Since the 1957 invention of the maser–the microwave predecessor to the visible-light laser–researchers have been developing lasers with ever shorter wavelengths and applying them to a growing variety of purposes. But making lasers with short wavelengths is challenging. For a light source to be declared a laser, the majority of its photons must be coherent–oscillating in synch. A high coherence means that the light will diffract more precisely, which for an x-ray beam means sharper images of atomic structure. Laser beams also have various patterns, or modes, of oscillation, just as strings and drumheads do, and the ideal beam has all of its photons contributing to a single mode.
When LCLS at SLAC National Accelerator Laboratory in Palo Alto, California, began operating in 2009, the evidence for laser light was the presence of bright, monochromatic, focused, x-ray pulses. However, until now, estimates of the coherence of the light were based on simulations.
To demonstrate that the LCLS is indeed coherent, a research team led by Ivan Vartanyants, of Germany’s DESY synchrotron lab in Hamburg and the National Research Nuclear University in Moscow, used a form of the classic double-slit experiment. They shined the laser pulses through a pair of pinhole apertures and observed the usual pattern of bright and dark bands produced by coherent light. The x rays vaporize most samples, so for pinholes, the team used a silicon sheet containing hundreds of “single-use” pinhole pairs with different spacings and focused the beam onto a new pair after each beam pulse.
The team observed very high contrast between the brightest and darkest regions of the pattern–high “visibility”–for small aperture separations. As the aperture spacing increased, the pattern received contributions from more widely separated photons in the beam, and without perfect coherence, the visibility decreased. By measuring this decrease, the team found the coherence length–the distance over which the photons stay coherent. Their result was 16.8 microns, comparable to the width of the beam.

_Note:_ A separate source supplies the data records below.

//! The spherical shell solid.

use std::fmt;

use geonav_intersect::{sphere_crossing, Ray, SphereRoot};
use geonav_math::{Dir3, Point3, BIG};
use geonav_solid::{BoundingBox, Crossing, ExitCrossing, QueryMode, Result, Solid};
use tracing::{debug, warn};

use crate::bbox::compute_bounding_box;
use crate::contains::{is_inside, Checks};
use crate::entry::{entry_distance, sphere_hit};
use crate::exit::exit_crossing;
use crate::safety::{safety_inside, safety_outside};
use crate::SphereParams;

/// A spherical shell, optionally cut to a polar band and an azimuthal wedge.
///
/// The bounding box is derived from the dimensions and kept in step with
/// them by every setter.
#[derive(Debug, Clone, PartialEq)]
pub struct Sphere {
    params: SphereParams,
    bbox: BoundingBox,
}

impl Sphere {
    /// Shell with already validated dimensions.
    pub fn new(params: SphereParams) -> Self {
        let bbox = compute_bounding_box(&params);
        debug!(
            rmin = params.rmin(),
            rmax = params.rmax(),
            theta1 = params.theta1(),
            theta2 = params.theta2(),
            phi1 = params.phi1(),
            phi2 = params.phi2(),
            "Created sphere"
        );
        Self { params, bbox }
    }

    /// Validate the six dimensions and build the shell.
    pub fn from_dimensions(
        rmin: f64,
        rmax: f64,
        theta1: f64,
        theta2: f64,
        phi1: f64,
        phi2: f64,
    ) -> Result<Self> {
        let params = SphereParams::new(rmin, rmax, theta1, theta2, phi1, phi2)
            .inspect_err(|e| warn!(error = %e, "Rejected sphere dimensions"))?;
        Ok(Self::new(params))
    }

    /// Build from a parameter slice `[rmin, rmax, theta1, theta2, phi1, phi2]`
    /// of two to six values.
    pub fn from_slice(values: &[f64]) -> Result<Self> {
        let params = SphereParams::from_slice(values)
            .inspect_err(|e| warn!(error = %e, "Rejected sphere parameters"))?;
        Ok(Self::new(params))
    }

    /// Current dimensions.
    pub fn params(&self) -> &SphereParams {
        &self.params
    }

    /// Replace every dimension.
    ///
    /// On error the shell keeps its previous dimensions.
    pub fn set_sphere_dimensions(
        &mut self,
        rmin: f64,
        rmax: f64,
        theta1: f64,
        theta2: f64,
        phi1: f64,
        phi2: f64,
    ) -> Result<()> {
        let params = SphereParams::new(rmin, rmax, theta1, theta2, phi1, phi2)
            .inspect_err(|e| warn!(error = %e, "Rejected sphere dimensions"))?;
        self.apply(params);
        Ok(())
    }

    /// Replace the dimensions from a two to six value slice.
    ///
    /// On error the shell keeps its previous dimensions.
    pub fn set_dimensions(&mut self, values: &[f64]) -> Result<()> {
        let params = SphereParams::from_slice(values)
            .inspect_err(|e| warn!(error = %e, "Rejected sphere parameters"))?;
        self.apply(params);
        Ok(())
    }

    fn apply(&mut self, params: SphereParams) {
        self.params = params;
        self.bbox = compute_bounding_box(&params);
        debug!(
            rmin = params.rmin(),
            rmax = params.rmax(),
            dphi = params.dphi(),
            "Updated sphere dimensions"
        );
    }

    /// Containment with a chosen subset of the constraints.
    pub fn is_inside(&self, point: &Point3, checks: Checks) -> bool {
        is_inside(&self.params, point, checks)
    }

    /// Distance along `dir` to the sphere of `radius`, or [`BIG`].
    ///
    /// With `check_angles` a crossing outside the polar band or the wedge
    /// does not count.
    pub fn dist_to_sphere(
        &self,
        point: &Point3,
        dir: &Dir3,
        radius: f64,
        root: SphereRoot,
        check_angles: bool,
    ) -> f64 {
        let ray = Ray::from_dir(*point, *dir);
        let hit = if check_angles {
            sphere_hit(&self.params, &ray, radius, root)
        } else {
            sphere_crossing(&ray, radius, root)
        };
        hit.unwrap_or(BIG)
    }
}

impl Solid for Sphere {
    fn name(&self) -> &'static str {
        "sphere"
    }

    fn contains(&self, point: &Point3) -> bool {
        is_inside(&self.params, point, Checks::ALL)
    }

    fn dist_to_in(&self, point: &Point3, dir: &Dir3, mode: QueryMode, step: f64) -> Crossing {
        let (safety, skip) = mode.screen(step, || safety_outside(&self.params, point));
        if skip {
            return Crossing::miss(safety);
        }
        // Cheap rejection against the bounding box first
        let ray = Ray::from_dir(*point, *dir);
        if ray.intersect_aabb(&self.bbox.min(), &self.bbox.max()).is_none() {
            return Crossing::miss(safety);
        }
        Crossing {
            distance: entry_distance(&self.params, point, dir),
            safety,
        }
    }

    fn dist_to_out(&self, point: &Point3, dir: &Dir3, mode: QueryMode, step: f64) -> ExitCrossing {
        let (safety, skip) = mode.screen(step, || safety_inside(&self.params, point));
        if skip {
            return ExitCrossing::miss(safety);
        }
        let (distance, normal) = exit_crossing(&self.params, point, dir);
        ExitCrossing {
            distance,
            safety,
            normal,
        }
    }

    fn safety(&self, point: &Point3) -> f64 {
        if self.contains(point) {
            safety_inside(&self.params, point)
        } else {
            safety_outside(&self.params, point)
        }
    }

    fn bounding_box(&self) -> BoundingBox {
        self.bbox
    }
}

impl fmt::Display for Sphere {
    fn fmt(&self, f: &mut fmt::Formatter<'_>) -> fmt::Result {
        let p = &self.params;
        writeln!(f, "*** Shape sphere: Sphere ***")?;
        writeln!(f, "    Rmin   = {:.5}", p.rmin())?;
        writeln!(f, "    Rmax   = {:.5}", p.rmax())?;
        writeln!(f, "    Th1    = {:.5}", p.theta1())?;
        writeln!(f, "    Th2    = {:.5}", p.theta2())?;
        writeln!(f, "    Ph1    = {:.5}", p.phi1())?;
        writeln!(f, "    Ph2    = {:.5}", p.phi1() + p.dphi())?;
        let o = self.bbox.origin();
        writeln!(f, " Bounding box:")?;
        writeln!(f, "    origin = ({:.5}, {:.5}, {:.5})", o.x, o.y, o.z)?;
        write!(
            f,
            "    dx = {:.5}, dy = {:.5}, dz = {:.5}",
            self.bbox.dx(),
            self.bbox.dy(),
            self.bbox.dz()
        )
    }
}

The researchers also measured the degree to which the beam is monochromatic, which is equivalent to the coherence time. For large pinhole separations, they examined the visibility at the edge of the pattern, where the light travel distance from the two pinholes has the maximum difference, and any wavelength discrepancies would show up most clearly. They measured a coherence time of 0.55 femtoseconds, which means that the pulse was effectively the same color and intensity for that long, equivalent to a distance of about 150 nanometers along the beam direction. So a 150-nanometer-deep sample can be illuminated with coherent light all at once.
Having this level of coherence means that the majority of the photons are confined to a single spatial mode. About 78 percent of the photons were in the dominant mode, compared with less than 1 percent in a typical x-ray synchrotron source. “It was a surprise that our measured values were so close to theoretical estimates made for LCLS,” says Vartanyants, since the machine is so complex. Despite the technical challenges, Jerry Hastings of the Stanford Linear Accelerator Center (SLAC), who wasn’t involved in the study, says the results show that researchers have the technology to measure detailed properties of the LCLS beam.
David Harris is a freelance science writer in Palo Alto, California.